Radiation therapy nurse: A registered nurse who has extensive training in oncology and radiation therapy.

Radioprotector: A drug used to protect cells from radiation.

Radiosensitizer: A drug used to sensitize cells to radiation's effects.

Radiosurgery: See Stereotactic radiation therapy.

Seeds: Radioactive pellets, approximately the size of a grain of rice, that are used in brachytherapy.

Simulation: The process of locating and marking the treatment field to be targeted in radiation therapy.

Stage: The extent of a cancer within the body, especially whether the disease has spread from the original site to other parts of the body. See Tumor Staging

Stereotactic radiation surgery: The technique used to deliver a single high-dose of radiation to a small focus of disease usually within the brain.

Surgery, reconstructive: A type of plastic surgery that restores the shape of a body area to normal.

Target volume: The area meant to receive the radiation; usually areas containing known or suspected tumors or suspected cancer cells.

Three-dimensional (3D) conformal radiation therapy: See Conformal therapy

Tomotherapy: The newest and most precise radiation therapy technology. Physicians can take images of a patient's body and treat the patient during the same session. Corrections can be made on the spot for patient movement. Radiation is delivered from all angles and modulated constantly to give low doses to certain areas of the body and higher doses to others. See IGRT.

Tumor: An abnormal mass of tissue that results from excessive cell division. Tumors perform no useful body function. They may be benign (not cancerous) or malignant (cancerous).

Tumor staging: This is an important step in the management of cancer. Typically, several tests are performed to determine 3 things. The first part is to quantify the size and extent of a primary cancer. The second is to determine whether nearby lymph nodes are involved by the cancer. The third is to check whether cancer has spread through the blood stream to other parts of the body. Using this information, people with cancer are assigned a stage. This helps to determine the best course of treatment and it also predicts the response to treatment. Each type of cancer has a specific staging system.
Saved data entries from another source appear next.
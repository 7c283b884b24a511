mod library;

use anyhow::{Context, Result, bail};
use distil_wiki_config::{Config, ConfigError};
use distil_wiki_engine::{
    DISPLAY_COLUMNS, LinkResolver, NoLinks, RenderOptions, TagSet, parse_blocks, render,
};
use library::{LibraryResolver, clean_note_text};
use std::{
    env,
    io::{self, Read},
    path::PathBuf,
    process,
};

const USAGE: &str = "\
Usage: distil-wiki [--library <path>] <command>

Commands:
  render [FILE]   Render a note (FILE or stdin) to HTML
  page KEY        Render the library's wiki page KEY to HTML
  fmt [FILE]      Print a note (FILE or stdin) as normalized wiki markup
  tags TAG...     Normalize tags and print them in columns";

#[derive(Debug, PartialEq, Eq)]
enum Command {
    Render { file: Option<PathBuf> },
    Page { key: String },
    Fmt { file: Option<PathBuf> },
    Tags { input: Vec<String> },
}

#[derive(Debug, PartialEq, Eq)]
struct Args {
    library: Option<PathBuf>,
    command: Command,
}

fn parse_args(args: &[String]) -> Result<Args> {
    let mut library = None;
    let mut rest = Vec::new();
    let mut iter = args.iter();
    while let Some(arg) = iter.next() {
        match arg.as_str() {
            "--library" => {
                let path = iter.next().context("--library needs a path")?;
                library = Some(PathBuf::from(path));
            }
            _ => rest.push(arg.as_str()),
        }
    }

    let command = match rest.as_slice() {
        ["render"] => Command::Render { file: None },
        ["render", file] => Command::Render {
            file: Some(PathBuf::from(file)),
        },
        ["page", key] => Command::Page {
            key: (*key).to_string(),
        },
        ["fmt"] => Command::Fmt { file: None },
        ["fmt", file] => Command::Fmt {
            file: Some(PathBuf::from(file)),
        },
        ["tags", input @ ..] if !input.is_empty() => Command::Tags {
            input: input.iter().map(|s| s.to_string()).collect(),
        },
        _ => bail!("unrecognized arguments: {}", rest.join(" ")),
    };

    Ok(Args { library, command })
}

fn read_note(file: Option<&PathBuf>) -> Result<String> {
    let text = match file {
        Some(path) => std::fs::read_to_string(path)
            .with_context(|| format!("Failed to read {}", path.display()))?,
        None => {
            let mut buf = String::new();
            io::stdin()
                .read_to_string(&mut buf)
                .context("Failed to read stdin")?;
            buf
        }
    };
    Ok(clean_note_text(&text))
}

fn render_with<R>(text: &str, resolver: &R, options: &RenderOptions) -> Result<String>
where
    R: LinkResolver,
    R::Error: Send + Sync,
{
    let doc = parse_blocks(text);
    log::debug!("parsed {} blocks", doc.blocks.len());
    Ok(render(&doc, resolver, options)?)
}

/// Library path and render options for the rendering commands. A `--library`
/// flag wins over the config file, and an unreadable config is only fatal
/// when there is no flag to fall back on.
fn render_settings(
    library: Option<PathBuf>,
    load: impl FnOnce() -> Result<Option<Config>, ConfigError>,
) -> Result<(Option<PathBuf>, RenderOptions)> {
    let config = match load() {
        Ok(config) => config,
        Err(e) if library.is_some() => {
            log::warn!("{e}; using default render options");
            None
        }
        Err(e) => return Err(e).context("No usable library configuration"),
    };
    let options = config
        .as_ref()
        .map(Config::render_options)
        .unwrap_or_default();
    let library_path = library.or_else(|| config.map(|c| c.library_path));
    Ok((library_path, options))
}

/// Lays the sorted tags out as side-by-side columns.
fn format_tag_columns(tags: &TagSet) -> String {
    let columns = tags.columns(DISPLAY_COLUMNS);
    let width = tags.iter().map(|t| t.as_str().chars().count()).max().unwrap_or(0);
    let rows = columns.first().map_or(0, Vec::len);

    (0..rows)
        .map(|row| {
            columns
                .iter()
                .filter_map(|column| column.get(row))
                .map(|tag| format!("{tag:<width$}"))
                .collect::<Vec<_>>()
                .join("  ")
                .trim_end()
                .to_string()
        })
        .collect::<Vec<_>>()
        .join("\n")
}

fn main() -> Result<()> {
    env_logger::Builder::from_default_env()
        .filter_level(log::LevelFilter::Info)
        .init();

    let argv: Vec<String> = env::args().collect();
    let args = match parse_args(argv.get(1..).unwrap_or_default()) {
        Ok(args) => args,
        Err(e) => {
            eprintln!("Error: {e}");
            eprintln!("{USAGE}");
            process::exit(1);
        }
    };

    let config_path = Config::config_path();
    match args.command {
        Command::Render { file } => {
            let (library_path, options) = render_settings(args.library, Config::load)?;
            let text = read_note(file.as_ref())?;
            let html = match &library_path {
                Some(path) => render_with(&text, &LibraryResolver::open(path, &options)?, &options)?,
                None => {
                    log::warn!(
                        "No library configured (use --library or {}); links will not resolve",
                        config_path.display()
                    );
                    render_with(&text, &NoLinks, &options)?
                }
            };
            print!("{html}");
        }
        Command::Page { key } => {
            let (library_path, options) = render_settings(args.library, Config::load)?;
            let Some(path) = &library_path else {
                bail!(
                    "No library path provided and no config file found at {}",
                    config_path.display()
                );
            };
            let resolver = LibraryResolver::open(path, &options)?;
            log::info!("Rendering page {key} from {}", resolver.root().display());
            let text = resolver.read_wiki_page(&key)?;
            print!("{}", render_with(&text, &resolver, &options)?);
        }
        Command::Fmt { file } => {
            let text = read_note(file.as_ref())?;
            println!("{}", parse_blocks(&text).to_markup());
        }
        Command::Tags { input } => {
            let mut tags = TagSet::new();
            for raw in &input {
                tags.extend_from_input(raw);
            }
            println!("{}", format_tag_columns(&tags));
        }
    }

    Ok(())
}

#[cfg(test)]
mod tests {
    use super::*;
    use pretty_assertions::assert_eq;
    use tempfile::TempDir;

    fn args(list: &[&str]) -> Vec<String> {
        list.iter().map(|s| s.to_string()).collect()
    }

    #[test]
    fn test_parse_render_with_library() {
        let parsed = parse_args(&args(&["--library", "/srv/lib", "render", "note.wiki"])).unwrap();
        assert_eq!(
            parsed,
            Args {
                library: Some(PathBuf::from("/srv/lib")),
                command: Command::Render {
                    file: Some(PathBuf::from("note.wiki")),
                },
            }
        );
    }

    #[test]
    fn test_parse_library_flag_after_command() {
        let parsed = parse_args(&args(&["page", "reading-list", "--library", "/srv/lib"])).unwrap();
        assert_eq!(parsed.library, Some(PathBuf::from("/srv/lib")));
        assert_eq!(
            parsed.command,
            Command::Page {
                key: "reading-list".to_string()
            }
        );
    }

    #[test]
    fn test_parse_rejects_bad_input() {
        assert!(parse_args(&args(&[])).is_err());
        assert!(parse_args(&args(&["tags"])).is_err());
        assert!(parse_args(&args(&["render", "a", "b"])).is_err());
        assert!(parse_args(&args(&["render", "--library"])).is_err());
    }

    #[test]
    fn test_parse_tags() {
        let parsed = parse_args(&args(&["tags", "NLP,parsing", "theory"])).unwrap();
        assert_eq!(
            parsed.command,
            Command::Tags {
                input: args(&["NLP,parsing", "theory"]),
            }
        );
    }

    fn unreadable_config() -> Result<Option<Config>, ConfigError> {
        Err(ConfigError::ConfigReadError {
            config_path: PathBuf::from("/home/me/.config/distil-wiki/config.toml"),
            source: io::Error::other("permission denied"),
        })
    }

    #[test]
    fn test_library_flag_survives_broken_config() {
        let (library, options) =
            render_settings(Some(PathBuf::from("/srv/lib")), unreadable_config).unwrap();
        assert_eq!(library, Some(PathBuf::from("/srv/lib")));
        assert_eq!(options, RenderOptions::default());
    }

    #[test]
    fn test_broken_config_without_flag_is_an_error() {
        let err = render_settings(None, unreadable_config).unwrap_err();
        assert!(format!("{err:#}").contains("config.toml"));
    }

    #[test]
    fn test_flag_overrides_config_library() {
        let config = Config {
            heading_offset: 2,
            ..Config::new("/from/config")
        };
        let (library, options) =
            render_settings(Some(PathBuf::from("/srv/lib")), || Ok(Some(config))).unwrap();
        assert_eq!(library, Some(PathBuf::from("/srv/lib")));
        assert_eq!(options.heading_offset, 2);

        let (library, _) = render_settings(None, || Ok(None)).unwrap();
        assert_eq!(library, None);
    }

    #[test]
    fn test_format_tag_columns() {
        let mut tags = TagSet::new();
        tags.extend_from_input("nlp, parsing theory ml ai");
        // ai ml nlp parsing theory -> columns of 2
        assert_eq!(
            format_tag_columns(&tags),
            "ai       nlp      theory\nml       parsing"
        );
    }

    #[test]
    fn test_format_empty_tags() {
        assert_eq!(format_tag_columns(&TagSet::new()), "");
    }

    #[test]
    fn test_read_note_cleans_file_text() {
        let dir = TempDir::new().unwrap();
        let path = dir.path().join("note.wiki");
        std::fs::write(&path, "= T =\r\nbody  \n\n").unwrap();

        assert_eq!(read_note(Some(&path)).unwrap(), "= T =\nbody");
    }

    #[test]
    fn test_read_note_missing_file() {
        let err = read_note(Some(&PathBuf::from("/no/such/note.wiki"))).unwrap_err();
        assert!(err.to_string().contains("/no/such/note.wiki"));
    }
}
Treatment field: The area to be treated by radiation therapy. The area exposed to a single radiation beam.

Tumor: An abnormal lump or mass of tissue. Tumors are either benign (noncancerous) or malignant (cancerous).

Ultrasound: A test that bounces sound waves off tissues and internal organs and changes the echoes into sonograms (pictures).

X rays: High-energy electromagnetic radiation, photons.